Aquel domingo y lunes siguiente fueron de intensas reuniones, consultas y convocatorias, a la espera de la carta, la cual debía tramitarse formalmente. El martes 21, el Congreso de la República reunido en pleno debatió, desde las diez de la mañana, primero, aceptar la renuncia presentada hacia un mes por el primer vicepresidente, Francisco Tudela y, luego, una moción de vacancia presidencial tramitada a la par de la misiva que arribó desde Tokio. Votada aquella antes que esta, ya por la noche, a eso de las diez, el Congreso de la República declaró la vacancia presidencial de Alberto Fujimori por incapacidad moral para ejercer el cargo.

Al día siguiente quedaba aún un pequeño escollo más por salvar: Ricardo Márquez. Encargado del despacho, el menesteroso guardaba ingenuas esperanzas que el Congreso lo ratificara y, así, conducir la transición política hasta el 28 de julio siguiente. ¡Quimeras! Huérfano de respaldo hasta en su casa, no le quedó más que presentar su renuncia, aceptada por el Congreso esa mañana.

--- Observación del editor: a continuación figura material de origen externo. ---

use std::time::{Duration, Instant};

use futures_util::stream::StreamExt;
use reqwest::header::HeaderMap;
use reqwest::{Client, StatusCode};
use serde::{de::DeserializeOwned, Serialize};

use crate::config::HttpCfg;
use crate::error::{ChatStreamError, CoreResult};
use crate::transport::ByteStream;

/// Correlation ids sent as headers with each request.
#[derive(Debug, Clone, Copy, Default)]
pub struct RequestCtx<'a> {
    pub request_id: Option<&'a str>,
    pub message_id: Option<&'a str>,
}

/// reqwest client configured from [`HttpCfg`], shared by the transports.
#[derive(Debug, Clone)]
pub struct HttpClient {
    inner: Client,
    user_agent: String,
    /// Label used in mapped errors and telemetry.
    provider: String,
}

impl HttpClient {
    pub fn new_default() -> CoreResult<Self> {
        Self::from_config(&HttpCfg::default())
    }

    pub fn from_config(cfg: &HttpCfg) -> CoreResult<Self> {
        let mut builder = Client::builder().connect_timeout(Duration::from_millis(cfg.connect_timeout_ms));
        if let Some(ms) = cfg.request_timeout_ms {
            builder = builder.timeout(Duration::from_millis(ms));
        }
        if let Some(n) = cfg.pool_max_idle_per_host {
            builder = builder.pool_max_idle_per_host(n);
        }
        let inner = builder
            .build()
            .map_err(|e| ChatStreamError::Other(anyhow::anyhow!("http client build failed: {e}")))?;
        Ok(Self {
            inner,
            user_agent: "chatstream/0.1".to_string(),
            provider: "http".to_string(),
        })
    }

    pub fn with_provider(mut self, provider: impl Into<String>) -> Self {
        self.provider = provider.into();
        self
    }

    pub fn provider(&self) -> &str {
        &self.provider
    }

    fn request<T: Serialize + ?Sized>(
        &self,
        url: &str,
        body: &T,
        headers: &[(&str, &str)],
        ctx: &RequestCtx<'_>,
    ) -> reqwest::RequestBuilder {
        let mut req = self
            .inner
            .post(url)
            .json(body)
            .header("User-Agent", &self.user_agent);
        for (k, v) in headers {
            req = req.header(*k, *v);
        }
        if let Some(rid) = ctx.request_id {
            req = req.header("X-Request-Id", rid);
        }
        if let Some(mid) = ctx.message_id {
            req = req.header("X-Message-Id", mid);
        }
        req
    }

    /// POST JSON and decode a JSON response. Returns the body, the server's
    /// request id if any, and the latency in milliseconds.
    pub async fn post_json<T: Serialize, R: DeserializeOwned>(
        &self,
        url: &str,
        body: &T,
        headers: &[(&str, &str)],
        ctx: &RequestCtx<'_>,
    ) -> CoreResult<(R, Option<String>, u32)> {
        let start = Instant::now();
        let resp = self
            .request(url, body, headers, ctx)
            .send()
            .await
            .map_err(|e| {
                tracing::debug!(error = %e, url, "request failed before a response");
                ChatStreamError::ProviderUnavailable {
                    provider: self.provider.clone(),
                }
            })?;

        let elapsed_ms = start.elapsed().as_millis() as u32;
        let resp = self.check_status(resp).await?;
        let server_id = extract_request_id(resp.headers());
        let code = resp.status().as_u16().to_string();
        let decoded = resp.json::<R>().await.map_err(|e| ChatStreamError::ProviderError {
            provider: self.provider.clone(),
            code,
            message: format!("json decode error: {e}"),
        })?;
        Ok((decoded, server_id, elapsed_ms))
    }

    /// POST JSON and return the raw `text/event-stream` body as a byte stream.
    /// Non-2xx responses are mapped to errors before any byte is yielded.
    pub async fn post_event_stream<T: Serialize + ?Sized>(
        &self,
        url: &str,
        body: &T,
        headers: &[(&str, &str)],
        ctx: &RequestCtx<'_>,
    ) -> CoreResult<(ByteStream, Option<String>)> {
        let resp = self
            .request(url, body, headers, ctx)
            .header("Accept", "text/event-stream")
            .send()
            .await
            .map_err(|e| {
                tracing::debug!(error = %e, url, "stream request failed before a response");
                ChatStreamError::ProviderUnavailable {
                    provider: self.provider.clone(),
                }
            })?;

        let resp = self.check_status(resp).await?;
        let server_id = extract_request_id(resp.headers());
        let bytes = resp.bytes_stream().map(|r| r.map_err(std::io::Error::other));
        Ok((Box::pin(bytes), server_id))
    }

    // Non-2xx responses are consumed here and turned into errors.
    async fn check_status(&self, resp: reqwest::Response) -> CoreResult<reqwest::Response> {
        let status = resp.status();
        if status.is_success() {
            return Ok(resp);
        }
        let retry_after = parse_retry_after(resp.headers());
        let body = resp.text().await.unwrap_or_default();
        tracing::debug!(provider = %self.provider, status = status.as_u16(), "non-success response");
        Err(map_http_error(&self.provider, status, retry_after, &body))
    }
}

const REQUEST_ID_HEADERS: [&str; 3] = ["x-request-id", "request-id", "openai-request-id"];

pub(crate) fn extract_request_id(headers: &HeaderMap) -> Option<String> {
    REQUEST_ID_HEADERS
        .iter()
        .find_map(|name| headers.get(*name)?.to_str().ok())
        .map(str::to_string)
}

// Only the delay-seconds form; HTTP dates yield None.
fn parse_retry_after(headers: &HeaderMap) -> Option<u64> {
    headers.get("retry-after")?.to_str().ok()?.trim().parse().ok()
}

fn map_http_error(provider: &str, status: StatusCode, retry_after: Option<u64>, body: &str) -> ChatStreamError {
    match status {
        StatusCode::TOO_MANY_REQUESTS => ChatStreamError::RateLimited {
            provider: provider.to_string(),
            retry_after,
        },
        s if s.is_server_error() => ChatStreamError::ProviderUnavailable {
            provider: provider.to_string(),
        },
        s => ChatStreamError::ProviderError {
            provider: provider.to_string(),
            code: s.as_u16().to_string(),
            message: clip_body(body, MAX_ERROR_BODY),
        },
    }
}

const MAX_ERROR_BODY: usize = 300;

fn clip_body(body: &str, max: usize) -> String {
    if body.len() <= max {
        return body.to_string();
    }
    let cut = (0..=max).rev().find(|&i| body.is_char_boundary(i)).unwrap_or(0);
    format!("{}...", &body[..cut])
}
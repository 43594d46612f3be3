//! Login, registration and logout.

use axum::{
    Form, Json, Router,
    extract::State,
    http::StatusCode,
    response::{IntoResponse, Redirect, Response},
    routing::get,
};
use axum_extra::extract::cookie::CookieJar;
use serde::{Deserialize, Serialize};
use serde_json::json;
use tracing::info;
use where2go_common::{AppError, AppResult};
use where2go_core::RegisterInput;
use where2go_db::entities::user;

use crate::{
    extractors::MaybeAuthUser,
    middleware::AppState,
    session::{end_session, start_session},
};

const INVALID_CREDENTIALS: &str = "Invalid username/email or password";

/// Description of the auth page for clients that render it themselves.
#[derive(Serialize)]
pub struct AuthPage {
    pub page: &'static str,
    pub form_types: [&'static str; 2],
}

const AUTH_PAGE: AuthPage = AuthPage {
    page: "auth",
    form_types: ["login", "register"],
};

/// Combined login/registration form.
///
/// `form_type` selects which of the remaining fields are read.
#[derive(Debug, Default, Deserialize)]
#[serde(default)]
pub struct AuthForm {
    pub form_type: String,
    pub username: String,
    pub password: String,
    pub email: String,
    pub password1: String,
    pub password2: String,
}

async fn auth_page(MaybeAuthUser(user): MaybeAuthUser) -> Response {
    if user.is_some() {
        return Redirect::to("/dashboard").into_response();
    }
    Json(AUTH_PAGE).into_response()
}

async fn submit(
    MaybeAuthUser(current): MaybeAuthUser,
    State(state): State<AppState>,
    jar: CookieJar,
    Form(form): Form<AuthForm>,
) -> Response {
    if current.is_some() {
        return Redirect::to("/dashboard").into_response();
    }

    let result = match form.form_type.as_str() {
        "login" => {
            state
                .user_service
                .authenticate(form.username.trim(), &form.password)
                .await
        }
        "register" => {
            let input = RegisterInput {
                username: form.username.trim().to_string(),
                email: form.email.trim().to_string(),
                password1: form.password1,
                password2: form.password2,
            };
            state.user_service.register(input).await
        }
        _ => return Json(AUTH_PAGE).into_response(),
    };

    match result.and_then(session_token) {
        Ok(token) => (
            start_session(jar, &state.session, token),
            Redirect::to("/dashboard"),
        )
            .into_response(),
        Err(AppError::Unauthorized) => (
            StatusCode::UNAUTHORIZED,
            Json(json!({
                "error": {
                    "code": AppError::Unauthorized.error_code(),
                    "message": INVALID_CREDENTIALS,
                }
            })),
        )
            .into_response(),
        Err(e) => e.into_response(),
    }
}

fn session_token(user: user::Model) -> AppResult<String> {
    user.token
        .ok_or_else(|| AppError::Internal(format!("user {} has no session token", user.id)))
}

/// End the session everywhere by rotating the token.
async fn logout(
    State(state): State<AppState>,
    jar: CookieJar,
    MaybeAuthUser(user): MaybeAuthUser,
) -> AppResult<(CookieJar, Redirect)> {
    if let Some(user) = user {
        state.user_service.regenerate_token(user.id).await?;
        info!(user_id = user.id, "User logged out");
    }

    Ok((end_session(jar, &state.session), Redirect::to("/auth")))
}

pub fn router() -> Router<AppState> {
    Router::new()
        .route("/", get(auth_page))
        .route("/auth", get(auth_page).post(submit))
        .route("/logout", get(logout))
}
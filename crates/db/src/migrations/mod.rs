//! Database migrations.
//!
//! Schema migrations for the database.

#![allow(missing_docs)]

use sea_orm_migration::prelude::*;

mod m20250601_000001_create_user_table;
mod m20250601_000002_create_category_table;
mod m20250601_000003_create_restaurant_table;
mod m20250601_000004_create_food_poll_vote_table;
mod m20250601_000005_create_presence_vote_table;
mod m20250601_000006_create_review_table;

pub struct Migrator;

#[async_trait::async_trait]
impl MigratorTrait for Migrator {
    fn migrations() -> Vec<Box<dyn MigrationTrait>> {
        vec![
            Box::new(m20250601_000001_create_user_table::Migration),
            Box::new(m20250601_000002_create_category_table::Migration),
            Box::new(m20250601_000003_create_restaurant_table::Migration),
            Box::new(m20250601_000004_create_food_poll_vote_table::Migration),
            Box::new(m20250601_000005_create_presence_vote_table::Migration),
            Box::new(m20250601_000006_create_review_table::Migration),
        ]
    }
}
//! Vote aggregation.
//!
//! Pure functions over vote rows. Nothing here reads the database, so a tally
//! is exactly as fresh as the rows the caller just loaded.

use std::collections::{BTreeMap, BTreeSet, HashMap, HashSet};

use serde::Serialize;
use where2go_db::entities::{Presence, category, food_poll_vote, presence_vote};

/// Current voters of one category.
#[derive(Debug, Clone, PartialEq, Eq, Serialize)]
pub struct CategoryTally {
    pub count: usize,
    pub voters: Vec<String>,
    pub category_name: String,
}

/// Food poll results keyed by category id.
///
/// Serialized through `serde_json` the integer keys become strings, which is
/// the wire shape of `poll_data`.
pub type FoodPollData = BTreeMap<i32, CategoryTally>;

/// Voters in one presence state.
#[derive(Debug, Clone, Default, PartialEq, Eq, Serialize)]
pub struct PresenceTally {
    pub count: usize,
    pub voters: Vec<String>,
}

/// Presence poll results.
#[derive(Debug, Clone, Default, PartialEq, Eq, Serialize)]
pub struct PresenceData {
    pub present: PresenceTally,
    pub absent: PresenceTally,
}

impl PresenceData {
    fn bucket_mut(&mut self, presence: Presence) -> &mut PresenceTally {
        match presence {
            Presence::Present => &mut self.present,
            Presence::Absent => &mut self.absent,
        }
    }
}

/// Per-user view of the food vote table: user id to the set of category ids
/// that user currently holds a vote for.
#[derive(Debug, Clone, Default)]
pub struct VoteIndex {
    by_user: HashMap<i32, BTreeSet<i32>>,
}

impl VoteIndex {
    /// Index a set of vote rows.
    #[must_use]
    pub fn from_votes(votes: &[food_poll_vote::Model]) -> Self {
        let mut by_user: HashMap<i32, BTreeSet<i32>> = HashMap::new();
        for vote in votes {
            by_user
                .entry(vote.user_id)
                .or_default()
                .insert(vote.category_id);
        }
        Self { by_user }
    }

    /// Whether the user holds a vote for the category.
    #[must_use]
    pub fn has_vote(&self, user_id: i32, category_id: i32) -> bool {
        self.by_user
            .get(&user_id)
            .is_some_and(|categories| categories.contains(&category_id))
    }

    /// Category ids the user voted for, ascending.
    #[must_use]
    pub fn categories_of(&self, user_id: i32) -> Vec<i32> {
        self.by_user
            .get(&user_id)
            .map(|categories| categories.iter().copied().collect())
            .unwrap_or_default()
    }
}

fn display_name(usernames: &HashMap<i32, String>, user_id: i32) -> String {
    usernames
        .get(&user_id)
        .cloned()
        .unwrap_or_else(|| format!("user #{user_id}"))
}

/// Tally food votes for every category.
///
/// Every category appears in the result, with a zero count when nobody voted
/// for it. Counts are distinct users; a duplicated (user, category) row is
/// counted once. Voters are listed in the order of `votes`. Votes pointing at
/// a category not in `categories` are ignored.
#[must_use]
pub fn tally_food_votes(
    categories: &[category::Model],
    votes: &[food_poll_vote::Model],
    usernames: &HashMap<i32, String>,
) -> FoodPollData {
    let mut data: FoodPollData = categories
        .iter()
        .map(|c| {
            (
                c.id,
                CategoryTally {
                    count: 0,
                    voters: Vec::new(),
                    category_name: c.name.clone(),
                },
            )
        })
        .collect();

    let mut seen = HashSet::new();
    for vote in votes {
        let Some(tally) = data.get_mut(&vote.category_id) else {
            continue;
        };
        if !seen.insert((vote.user_id, vote.category_id)) {
            continue;
        }
        tally.voters.push(display_name(usernames, vote.user_id));
        tally.count += 1;
    }

    data
}

/// Tally presence rows into the two presence states.
#[must_use]
pub fn tally_presence(
    rows: &[presence_vote::Model],
    usernames: &HashMap<i32, String>,
) -> PresenceData {
    let mut data = PresenceData::default();
    let mut seen = HashSet::new();
    for row in rows {
        if !seen.insert(row.user_id) {
            continue;
        }
        let bucket = data.bucket_mut(row.presence);
        bucket.voters.push(display_name(usernames, row.user_id));
        bucket.count += 1;
    }
    data
}
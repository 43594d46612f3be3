//! Restaurant review service.

use std::collections::HashMap;

use chrono::{DateTime, FixedOffset};
use serde::{Deserialize, Serialize};
use tracing::info;
use validator::Validate;
use where2go_common::{AppError, AppResult};
use where2go_db::{
    entities::review,
    repositories::{RestaurantRepository, ReviewRepository, UserRepository},
};

/// How many reviews the admin overview shows.
pub const RECENT_REVIEWS_LIMIT: u64 = 10;

/// Input for creating a review.
#[derive(Debug, Deserialize, Validate)]
pub struct CreateReviewInput {
    pub user_id: i32,
    pub restaurant_id: i32,

    #[validate(range(min = 1, max = 5, message = "Rating must be between 1 and 5"))]
    pub rating: i32,

    #[validate(length(max = 2000, message = "Comment is too long"))]
    pub comment: String,
}

/// A review with author and restaurant names resolved.
#[derive(Debug, Clone, PartialEq, Eq, Serialize)]
pub struct ReviewListing {
    pub id: i32,
    pub username: String,
    pub restaurant_name: String,
    pub rating: i32,
    pub comment: String,
    pub created_at: DateTime<FixedOffset>,
}

/// Review service for business logic.
#[derive(Clone)]
pub struct ReviewService {
    review_repo: ReviewRepository,
    user_repo: UserRepository,
    restaurant_repo: RestaurantRepository,
}

impl ReviewService {
    /// Create a new review service.
    #[must_use]
    pub const fn new(
        review_repo: ReviewRepository,
        user_repo: UserRepository,
        restaurant_repo: RestaurantRepository,
    ) -> Self {
        Self {
            review_repo,
            user_repo,
            restaurant_repo,
        }
    }

    /// Create a review for an existing user and restaurant.
    pub async fn create(&self, input: CreateReviewInput) -> AppResult<review::Model> {
        input.validate()?;

        let user = self.user_repo.get_by_id(input.user_id).await?;
        let restaurant = self.restaurant_repo.get_by_id(input.restaurant_id).await?;

        let review = self
            .review_repo
            .create(user.id, restaurant.id, input.rating, input.comment.trim())
            .await?;

        info!(
            review_id = review.id,
            user_id = user.id,
            restaurant_id = restaurant.id,
            rating = review.rating,
            "Review created"
        );
        Ok(review)
    }

    /// Delete a review, returning it with names resolved for the status message.
    pub async fn delete(&self, id: i32) -> AppResult<ReviewListing> {
        let review = self.review_repo.get_by_id(id).await?;
        let listing = self
            .resolve(vec![review])
            .await?
            .into_iter()
            .next()
            .ok_or_else(|| AppError::NotFound("Review not found".to_string()))?;

        self.review_repo.delete(id).await?;
        info!(review_id = id, "Review deleted");
        Ok(listing)
    }

    /// The most recent reviews, newest first.
    pub async fn list_recent(&self, limit: u64) -> AppResult<Vec<ReviewListing>> {
        let reviews = self.review_repo.find_recent(limit).await?;
        self.resolve(reviews).await
    }

    async fn resolve(&self, reviews: Vec<review::Model>) -> AppResult<Vec<ReviewListing>> {
        let mut user_ids: Vec<i32> = reviews.iter().map(|r| r.user_id).collect();
        user_ids.sort_unstable();
        user_ids.dedup();
        let mut restaurant_ids: Vec<i32> = reviews.iter().map(|r| r.restaurant_id).collect();
        restaurant_ids.sort_unstable();
        restaurant_ids.dedup();

        let usernames: HashMap<i32, String> = self
            .user_repo
            .find_by_ids(&user_ids)
            .await?
            .into_iter()
            .map(|u| (u.id, u.username))
            .collect();
        let restaurant_names: HashMap<i32, String> = self
            .restaurant_repo
            .find_by_ids(&restaurant_ids)
            .await?
            .into_iter()
            .map(|r| (r.id, r.name))
            .collect();

        Ok(reviews
            .into_iter()
            .map(|r| ReviewListing {
                id: r.id,
                username: usernames.get(&r.user_id).cloned().unwrap_or_default(),
                restaurant_name: restaurant_names
                    .get(&r.restaurant_id)
                    .cloned()
                    .unwrap_or_default(),
                rating: r.rating,
                comment: r.comment,
                created_at: r.created_at,
            })
            .collect())
    }
}

#[cfg(test)]
#[allow(clippy::unwrap_used)]
mod tests {
    use super::*;
    use chrono::Utc;
    use sea_orm::{DatabaseBackend, DatabaseConnection, MockDatabase};
    use std::sync::Arc;
    use where2go_db::entities::{restaurant, user};

    fn create_service(db: DatabaseConnection) -> ReviewService {
        let db = Arc::new(db);
        ReviewService::new(
            ReviewRepository::new(db.clone()),
            UserRepository::new(db.clone()),
            RestaurantRepository::new(db),
        )
    }

    fn create_test_user(id: i32, username: &str) -> user::Model {
        user::Model {
            id,
            username: username.to_string(),
            email: None,
            password_hash: "hash".to_string(),
            first_name: String::new(),
            last_name: String::new(),
            token: None,
            is_superuser: false,
            is_active: true,
            created_at: Utc::now().into(),
            last_login_at: None,
        }
    }

    #[tokio::test]
    async fn test_rating_out_of_range_is_rejected() {
        let db = MockDatabase::new(DatabaseBackend::Postgres).into_connection();
        let service = create_service(db);

        for rating in [0, 6] {
            let result = service
                .create(CreateReviewInput {
                    user_id: 1,
                    restaurant_id: 1,
                    rating,
                    comment: "meh".to_string(),
                })
                .await;

            match result {
                Err(AppError::Validation(msg)) => {
                    assert_eq!(msg, "Rating must be between 1 and 5");
                }
                other => panic!("Expected Validation, got {other:?}"),
            }
        }
    }

    #[tokio::test]
    async fn test_list_recent_resolves_names() {
        let db = MockDatabase::new(DatabaseBackend::Postgres)
            .append_query_results([[review::Model {
                id: 3,
                user_id: 1,
                restaurant_id: 2,
                rating: 5,
                comment: "Ottima pizza".to_string(),
                created_at: Utc::now().into(),
            }]])
            .append_query_results([[create_test_user(1, "alice")]])
            .append_query_results([[restaurant::Model {
                id: 2,
                name: "Da Mario".to_string(),
                category_id: 1,
            }]])
            .into_connection();

        let service = create_service(db);
        let reviews = service.list_recent(RECENT_REVIEWS_LIMIT).await.unwrap();

        assert_eq!(reviews.len(), 1);
        assert_eq!(reviews[0].username, "alice");
        assert_eq!(reviews[0].restaurant_name, "Da Mario");
    }

    #[tokio::test]
    async fn test_create_with_unknown_restaurant() {
        let db = MockDatabase::new(DatabaseBackend::Postgres)
            .append_query_results([[create_test_user(1, "alice")]])
            .append_query_results([Vec::<restaurant::Model>::new()])
            .into_connection();

        let service = create_service(db);
        let result = service
            .create(CreateReviewInput {
                user_id: 1,
                restaurant_id: 42,
                rating: 4,
                comment: "ok".to_string(),
            })
            .await;

        assert!(matches!(result, Err(AppError::NotFound(_))));
    }
}
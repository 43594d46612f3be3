//! Presence vote entity: at most one row per user.

use sea_orm::entity::prelude::*;
use serde::{Deserialize, Serialize};

/// Whether a user will join on Friday evening.
#[derive(Debug, Clone, Copy, PartialEq, Eq, Hash, Serialize, Deserialize, EnumIter, DeriveActiveEnum)]
#[sea_orm(rs_type = "String", db_type = "String(StringLen::N(10))")]
#[serde(rename_all = "lowercase")]
pub enum Presence {
    #[sea_orm(string_value = "present")]
    Present,
    #[sea_orm(string_value = "absent")]
    Absent,
}

impl Presence {
    /// Wire name of the value.
    #[must_use]
    pub const fn as_str(self) -> &'static str {
        match self {
            Self::Present => "present",
            Self::Absent => "absent",
        }
    }

    /// Parse a wire name.
    #[must_use]
    pub fn parse(value: &str) -> Option<Self> {
        match value {
            "present" => Some(Self::Present),
            "absent" => Some(Self::Absent),
            _ => None,
        }
    }
}

#[derive(Clone, Debug, PartialEq, Eq, DeriveEntityModel, Serialize, Deserialize)]
#[sea_orm(table_name = "presence_vote")]
pub struct Model {
    #[sea_orm(primary_key)]
    pub id: i32,

    #[sea_orm(unique)]
    pub user_id: i32,

    pub presence: Presence,
}

#[derive(Copy, Clone, Debug, EnumIter, DeriveRelation)]
pub enum Relation {
    #[sea_orm(
        belongs_to = "super::user::Entity",
        from = "Column::UserId",
        to = "super::user::Column::Id",
        on_delete = "Cascade"
    )]
    User,
}

impl Related<super::user::Entity> for Entity {
    fn to() -> RelationDef {
        Relation::User.def()
    }
}

impl ActiveModelBehavior for ActiveModel {}

#[cfg(test)]
mod tests {
    use super::*;

    #[test]
    fn test_presence_parse() {
        assert_eq!(Presence::parse("present"), Some(Presence::Present));
        assert_eq!(Presence::parse("absent"), Some(Presence::Absent));
        assert_eq!(Presence::parse("maybe"), None);
        assert_eq!(Presence::parse("Present"), None);
    }

    #[test]
    fn test_presence_serializes_lowercase() {
        let json = serde_json::to_string(&Presence::Absent).unwrap_or_default();
        assert_eq!(json, "\"absent\"");
        assert_eq!(Presence::Present.as_str(), "present");
    }
}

A la una de la tarde de aquel 22 de noviembre de 2000, siguiendo la línea de sucesión constitucional, el presidente del Congreso de la República, Valentín Paniagua Corazao, juramentó como presidente constitucional de la República.

º º º

El fin del decenio de Alberto Fujimori representaba un hito histórico que vivía de cerca, pues era ¡ya! en aquel momento, el segundo gobierno más largo de la República después del oncenio de Augusto B. Leguía.  Intensos meses de una experiencia única que, ahora, a la distancia y pensando en lo que viene, es invaluable.